Словно для затравки, для разогрева, они попрыгали возле друг друга в боксерской стойке, поогрызались:
— Сдал меня Кирюхе? — сквозь зубы цедил Лешка. — Сам загремел в ментовку и на меня капнул.
— Кирюха на понт берет, — отбрыкивался Машкин.
— Откуда она про записку для продавщицы знает?
— Что за базар? — взвыл Ленька Жмых. — Бокс!

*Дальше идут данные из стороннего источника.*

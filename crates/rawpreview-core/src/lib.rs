//! RawPreview Core - thumbnail and preview loading for photo libraries
//!
//! This crate decides how a preview of a RAW or baked image is produced:
//! trust the embedded thumbnail, or pay for a decode of the full image.
//! The decision is made by a [`ThumbnailScheme`], executed by a loader
//! ([`RawImageLoader`]) against a decode backend ([`ImageBackend`]).
//!
//! - [`geometry`] and [`metadata`]: sizes, orientation, aspect ratios
//! - [`policy`]: the thumbnail scheme and its decisions
//! - [`crop`]: letterbox removal for mis-proportioned thumbnails
//! - [`loader`]: the loader façade with caching and cancellation
//! - [`backend`] and [`native`]: the backend trait and its production
//!   implementation
//! - [`decode`] and [`color`]: decoding and rendering primitives

pub mod backend;
pub mod color;
pub mod config;
pub mod crop;
pub mod decode;
pub mod error;
pub mod format;
pub mod geometry;
pub mod loader;
pub mod metadata;
pub mod native;
pub mod policy;

#[cfg(test)]
pub(crate) mod test_helpers;

pub use backend::{ImageBackend, ImageSource, RawDecodeOptions, ThumbnailOptions};
pub use color::{ColorSpace, RenderContext, RenderContextCache};
pub use config::{ConfigError, FullImageOptions, LoaderOptions};
pub use crop::{letterbox_crop, remove_letterboxing, CropRect, DEFAULT_ASPECT_RATIO_TOLERANCE};
pub use decode::{DecodeError, DecodedImage, LinearImage};
pub use error::{LoadError, Operation};
pub use geometry::Size;
pub use loader::{
    CancelCheck, ImageLoader, LoadedEditableImage, LoadedImage, LoaderState, RawImageLoader,
    ThumbnailRequest,
};
pub use metadata::{ImageMetadata, Orientation, Shape};
pub use native::NativeBackend;
pub use policy::{ThumbnailDecision, ThumbnailScheme, ThumbnailSource};

#[cfg(test)]
mod tests {
    use super::*;
    use crate::test_helpers::{encode_jpeg, jpeg_with_exif};
    use std::sync::Arc;

    fn native_loader(name: &str, bytes: Vec<u8>, scheme: ThumbnailScheme) -> RawImageLoader<NativeBackend> {
        let contexts = Arc::new(RenderContextCache::new());
        let backend = NativeBackend::new(Arc::clone(&contexts));
        RawImageLoader::new(
            ImageSource::memory(name, bytes),
            Arc::new(backend),
            contexts,
            LoaderOptions::with_scheme(scheme),
        )
        .unwrap()
    }

    #[test]
    fn test_small_exif_thumbnail_is_accepted_for_small_request() {
        let thumb = encode_jpeg(16, 12);
        let mut loader = native_loader(
            "IMG_0100.jpg",
            jpeg_with_exif(64, 48, 1, Some(&thumb)),
            ThumbnailScheme::FullImageIfThumbnailTooSmall,
        );

        let loaded = loader
            .load_thumbnail(&ThumbnailRequest::with_max_size(Size::square(16.0)), &|| false)
            .unwrap();
        assert_eq!((loaded.image.width, loaded.image.height), (16, 12));
        assert_eq!(loaded.metadata.camera_make.as_deref(), Some("Sony"));
    }

    #[test]
    fn test_small_exif_thumbnail_is_replaced_for_large_request() {
        let thumb = encode_jpeg(16, 12);
        let mut loader = native_loader(
            "IMG_0101.jpg",
            jpeg_with_exif(64, 48, 1, Some(&thumb)),
            ThumbnailScheme::FullImageIfThumbnailTooSmall,
        );

        let loaded = loader
            .load_thumbnail(&ThumbnailRequest::with_max_size(Size::square(64.0)), &|| false)
            .unwrap();
        assert_eq!((loaded.image.width, loaded.image.height), (64, 48));
    }

    #[test]
    fn test_if_missing_keeps_small_exif_thumbnail() {
        let thumb = encode_jpeg(16, 12);
        let mut loader = native_loader(
            "IMG_0102.jpg",
            jpeg_with_exif(64, 48, 1, Some(&thumb)),
            ThumbnailScheme::FullImageIfThumbnailMissing,
        );

        let loaded = loader
            .load_thumbnail(&ThumbnailRequest::with_max_size(Size::square(64.0)), &|| false)
            .unwrap();
        assert_eq!((loaded.image.width, loaded.image.height), (16, 12));
    }

    #[test]
    fn test_full_image_of_rotated_jpeg() {
        let mut loader = native_loader(
            "IMG_0103.jpg",
            jpeg_with_exif(64, 48, 6, None),
            ThumbnailScheme::Never,
        );

        let loaded = loader
            .load_full_image(&FullImageOptions::default(), &|| false)
            .unwrap();
        assert_eq!((loaded.image.width, loaded.image.height), (48, 64));
        assert_eq!(loaded.metadata.oriented_dimensions(), (48, 64));
    }
}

Тут Машкин набросился на соперника, точно сорвался с цепи. Оскалившись, он бил Лешку куда попало, не давая тому очухаться и нанести ответную плюху. У Лешки челюсти клацали, из груди рвался болезненный выдох, даже стон. Искры в глазах. В какой-то момент Лешка почувствовал во рту вкус крови: неужели всё — побит, проиграл, не отомстил предателю? Нет уж! Лешка проглотил кровавые слюни, стиснул зубы, ринулся сквозь толчею встречных ударов, изловчился, всадил Машкину кулаком в «поддыхалку», а когда тот приосел, вмочил правой в челюсть.
— Брэк! Брэк! — проорал Ленька Жмых, растолкал соперников на стороны. Накинулся на Лешку: — Язык покажи!
Лешка язык не показал, ткнул рукой в сторону Машкина:
— У него тоже губа разбита! — И тут же кинулся волком на соперника.
— Ну чё? Тогда — бой! — запоздало провозгласил Жмых-рефери.
Дальше пошла просто драка. Ленька Жмых понапрасну дул в свисток, кричал:
— Зачем перчатки сбросили?.. Э-э, вы чё, ногами нельзя!
Они уже дрались за рингом, оттеснив наблюдавших пацанов, дрались без правил и вместе с болью и матюгами выливалась горючая обида:
— Ты у меня, сука, еще за Ленку схлопочешь! — шипел разъяренный Лешка, забравшись на соперника верхом.
— Раком я ставил твою Ленку! — не сдавался верткий Машкин, уворачивался от ударов, сам оказывался наверху.
— Сука, предатель! — локтем, безжалостно бил Лешка в живот.
— Сам урод! — Машкин тоже не давал спуску.
Наконец, видя разбитые в кровь, опухшие, истерические лица соперников, Ленька Жмых гаркнул властно, пресекая:
— Ша! Разбежались! — Он стал стеной между Ворончихиным и Машкиным, которые яро дышали и сжимали кулаки с неунятой ненавистью. — Приз пополам!
Ни Лешка, ни Машкин дележа премиальных сигарет ждать не стали: оба с руганью на устах и расквашенными лицами — на разные стороны, восвояси.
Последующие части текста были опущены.